In the experiment, the fusion produced a large amount of energy for billions of seconds, or 1.35 million joules.
It is an amount that momentarily corresponds to ten percent of the amount of energy of sunlight entering the earth at any given moment.
Fusion arose when the energy of 192 lasers was focused into one very strong laser on a target, a small pellet.
The infrared laser was converted to ultraviolet in the target chamber. It was targeted to a small eraser-sized hydrogen pellet shell.
Around the pellet was a plastic shell that exploded from the heat generated by the laser.
There was very cold hydrogen in the middle of the pellet inside the gold cylinder. The laser hit the gold in the cylinder walls and released a burst of X-rays. The object warmed from its force to about one hundred million degrees.
The heat initiated a fusion of two isotopes of hydrogen inside the pellet. These isotopes were deuterium and tritium. They began to form heavier elemental helium while releasing energy.
The isotopes of the element, in this case hydrogen, have the same number of protons but a different number of neutrons. Deuterium has one neutron and tritium has two.
When hydrogen isotopes fused together, releasing a huge amount of energy. The pellet was born for a moment like a little star.
A similar phenomenon takes place on a large scale in the Sun, where tons of hydrogen are converted to helium every moment.
In California, the test released 1.3 megajoules of energy for a moment. However, it accounted for only 70 percent of the energy that was briefly applied to the pellet.
The capsule absorbed some of the targeted energy. Therefore, the reaction itself produced a moment more computational energy than was applied to it, he says online service Science News.
Physicists hope that one day the experiment will consistently produce more energy than it takes to generate it. This would have created a new form of energy production, fusion energy.
Read more: A competition for fusion energy is emerging – The next 15 years will tell whether fusion power is the energy source of the future, says researcher
Old joke that commercial fusion energy is always more than 30 years away. The joke itself is over 30 years old.
The idea of nuclear fusion was first put forward in the 1920s. Experiments with the laser began in 1965.

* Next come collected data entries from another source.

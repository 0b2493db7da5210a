//! The ref advertisement encoder itself.

use crate::{
    error::{Error, Result},
    mark::AdvertisedMark,
    refs::RefContainer,
    resolver::{ObjectResolver, ResolvedObject},
    sink::LineSink,
};
use gix_hash::ObjectId;
use indexmap::IndexSet;

/// The pseudo ref name used for synthetic `.have` lines.
pub const HAVE_PSEUDO_REF: &[u8] = b".have";

#[derive(Debug, Clone, Copy, PartialEq, Eq)]
enum State {
    Accumulating,
    Emitting,
}

/// Encodes a set of named object references plus capability tokens into the
/// opening advertisement of the git fetch/push wire protocol.
///
/// `R` resolves object ids, `M` is the (externally owned) advertised-mark,
/// and `S` is the line sink lines are written to. All three are bound at
/// construction, corresponding to spec.md's `init(resolver, advertisedMark)`
/// plus the sink the host chooses to advertise over.
pub struct Advertiser<R, M, S> {
    resolver: R,
    mark: M,
    sink: S,
    deref_tags: bool,
    capabilities: IndexSet<String>,
    state: State,
    first_line: bool,
    closed: bool,
}

impl<R, M, S> Advertiser<R, M, S>
where
    R: ObjectResolver,
    M: AdvertisedMark,
    S: LineSink,
{
    /// Binds the resolver, advertised-mark and line sink for one
    /// advertisement session.
    pub fn new(resolver: R, mark: M, sink: S) -> Self {
        Self {
            resolver,
            mark,
            sink,
            deref_tags: false,
            capabilities: IndexSet::new(),
            state: State::Accumulating,
            first_line: true,
            closed: false,
        }
    }

    /// Configures whether each advertised tag is followed by a peeled
    /// companion line. Must be called before the first emitted line.
    pub fn set_deref_tags(&mut self, enabled: bool) -> Result<()> {
        self.guard_accumulating()?;
        self.deref_tags = enabled;
        Ok(())
    }

    /// Registers a capability token, deduplicated and kept in registration
    /// order. Must be called before the first emitted line.
    pub fn advertise_capability(&mut self, name: impl Into<String>) -> Result<()> {
        self.guard_accumulating()?;
        self.capabilities.insert(name.into());
        Ok(())
    }

    /// Whether no line has been successfully emitted yet.
    pub fn is_empty(&self) -> bool {
        self.first_line
    }

    fn guard_accumulating(&self) -> Result<()> {
        match self.state {
            State::Accumulating => Ok(()),
            State::Emitting => Err(Error::AfterFirstLine),
        }
    }

    /// Emits advertisement lines for every resolvable ref in `refs`, in
    /// ascending name order (preserved from the container when it is already
    /// totally ordered, sorted otherwise). Unresolvable refs are silently
    /// skipped. When tag peeling is enabled and a ref resolves to a tag, a
    /// second line with name `<ref>^{}` carries the fully unwrapped non-tag
    /// target.
    pub fn send(&mut self, refs: impl RefContainer) -> Result<()> {
        for (name, id) in refs.into_sorted_entries() {
            let Some(resolved) = self.resolver.parse_any(&id) else {
                #[cfg(feature = "tracing")]
                tracing::trace!(ref_name = %name, %id, "skipping unresolvable ref");
                continue;
            };
            self.advertise_id(&id, &name)?;
            self.advertise_any_once(&id);

            if self.deref_tags {
                if let ResolvedObject::Tag { target } = resolved {
                    if let Some(peeled) = self.peel_tag(target) {
                        let mut peeled_name = name.clone();
                        peeled_name.extend_from_slice(b"^{}");
                        self.advertise_id(&peeled, &peeled_name)?;
                    }
                }
            }
        }
        Ok(())
    }

    /// Emits a synthetic `.have` line for `id`, skipped if `id` has already
    /// been advertised this session. If `id` is a tag, its immediate target
    /// is recursively advertised as `.have` as well, subject to the same
    /// dedup.
    pub fn advertise_have(&mut self, id: ObjectId) -> Result<()> {
        if !self.advertise_any_once(&id) {
            return Ok(());
        }
        self.advertise_id(&id, HAVE_PSEUDO_REF)?;
        if let Some(ResolvedObject::Tag { target }) = self.resolver.parse_any(&id) {
            self.advertise_have(target)?;
        }
        Ok(())
    }

    /// Calls [`Self::advertise_have`] for every id yielded by `alternates`.
    pub fn include_additional_haves(&mut self, alternates: impl IntoIterator<Item = ObjectId>) -> Result<()> {
        for id in alternates {
            self.advertise_have(id)?;
        }
        Ok(())
    }

    /// Writes one line for `(id, name)`, decorating it with the registered
    /// capabilities if this is the first line emitted this session.
    pub fn advertise_id(&mut self, id: &ObjectId, name: &[u8]) -> Result<()> {
        if self.closed {
            return Err(Error::SinkClosed);
        }
        if name.contains(&0) {
            return Err(Error::InvalidRefName);
        }

        let mut line = Vec::with_capacity(id.as_bytes().len() * 2 + name.len() + 2);
        line.extend_from_slice(id.to_string().as_bytes());
        line.push(b' ');
        line.extend_from_slice(name);

        let is_first = self.first_line;
        if is_first && !self.capabilities.is_empty() {
            line.push(0);
            for cap in &self.capabilities {
                line.push(b' ');
                line.extend_from_slice(cap.as_bytes());
            }
            line.push(b' ');
        }
        line.push(b'\n');

        // The first-line flag (and the accumulating -> emitting transition)
        // flips here, before the write, so that a sink I/O failure still
        // leaves the advertiser reflecting that a line was attempted.
        self.state = State::Emitting;
        self.first_line = false;

        self.sink.write_line(&line)?;
        #[cfg(feature = "tracing")]
        tracing::trace!(ref_name = %bstr::BStr::new(name), %id, first_line = is_first, "advertised line");
        Ok(())
    }

    /// Terminates the advertisement stream.
    pub fn end(&mut self) -> Result<()> {
        self.closed = true;
        self.sink.end()?;
        Ok(())
    }

    /// Marks `id` advertised if it was not already; returns whether this was
    /// the first time. Corresponds to spec.md's `advertiseAnyOnce`.
    fn advertise_any_once(&mut self, id: &ObjectId) -> bool {
        if self.mark.is_set(id) {
            false
        } else {
            self.mark.set(id);
            true
        }
    }

    /// Chases a tag's target chain to the first non-tag object, marking each
    /// intermediate object advertised along the way. Returns `None` if any
    /// intermediate resolution fails, in which case the peeled line is
    /// omitted entirely.
    fn peel_tag(&mut self, mut current: ObjectId) -> Option<ObjectId> {
        loop {
            let resolved = self.resolver.parse_any(&current)?;
            self.advertise_any_once(&current);
            match resolved {
                ResolvedObject::Tag { target } => current = target,
                ResolvedObject::Other => return Some(current),
            }
        }
    }
}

According to calculations, the energy output of the experiment at the beginning of August was almost eight times higher than the experiments in the spring of 2021 with the same device. The result was as much as 25-fold compared to the experiment in 2018.
Fusion pursued in other ways as well.
A pilot of fusion power is nearing completion in the south of France Iter power plant. There, an attempt is made to produce a continuous fusion in a large fusion reactor. It is an EU project, but there are other players involved, such as China.

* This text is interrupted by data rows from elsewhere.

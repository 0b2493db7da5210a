//! Ordering semantics for the ref set passed to [`crate::Advertiser::send`].

use bstr::BString;
use gix_hash::ObjectId;
use std::collections::{BTreeMap, HashMap};

/// A source of `(name, id)` pairs that knows whether it can hand them out in
/// ascending name order without an explicit sort.
///
/// Only a container whose iteration order is *total and stable* (a
/// `BTreeMap`, the canonical sorted RefMap) is trusted to preserve its order;
/// every other container is sorted unconditionally, per spec.md's "Container
/// semantics" design note.
pub trait RefContainer {
    /// Consumes the container, returning its entries in ascending
    /// byte-lexicographic name order.
    fn into_sorted_entries(self) -> Vec<(BString, ObjectId)>;
}

impl RefContainer for BTreeMap<BString, ObjectId> {
    fn into_sorted_entries(self) -> Vec<(BString, ObjectId)> {
        // A BTreeMap<BString, _> already iterates in ascending byte order.
        self.into_iter().collect()
    }
}

impl RefContainer for HashMap<BString, ObjectId> {
    fn into_sorted_entries(self) -> Vec<(BString, ObjectId)> {
        let mut entries: Vec<_> = self.into_iter().collect();
        entries.sort_by(|a, b| a.0.cmp(&b.0));
        entries
    }
}

impl RefContainer for Vec<(BString, ObjectId)> {
    fn into_sorted_entries(mut self) -> Vec<(BString, ObjectId)> {
        self.sort_by(|a, b| a.0.cmp(&b.0));
        self
    }
}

It would arise in a large donut-shaped chamber called tokamak. It encloses hot plasma with neutron-containing hydrogen inside strong magnetic fields.
The iter is completed for trial use perhaps in 2025 at the end and is therefore only a pilot plant, not a commercial one.
China reached its latest record in the merger of the tokamak power plant in early June. The country said it received maintained in an EAST tokamak fusion above 101 seconds. The plasma temperature was 129 million degrees.
In California the light was packed into a strong laser in an area the size of three football fields. The small hydrogen pellet was in the center of a target chamber ten meters in diameter.
Livermore lasers are the most powerful in the world. They can produce up to four megajoules of energy.
However, the machinery is heavy. The lasers can be tuned at the Livermore facility only once a day.
Commercial and a working fusion with a laser would require a powerful laser to vaporize multiple hydrogen pellets every single second into the fusion.
So there is a journey into effective fusion. Production would require constant very high temperatures and high pressure, no matter how the fusion is produced by any means.
However, an experiment in August showed skeptics that laser fusion is indeed one option, says a retired physicist Stephen Bodner On the LiveScience online service.
Test was originally designed to study hydrogen bomb reactions. The experiment itself and its results have not yet been presented in a scientific publication.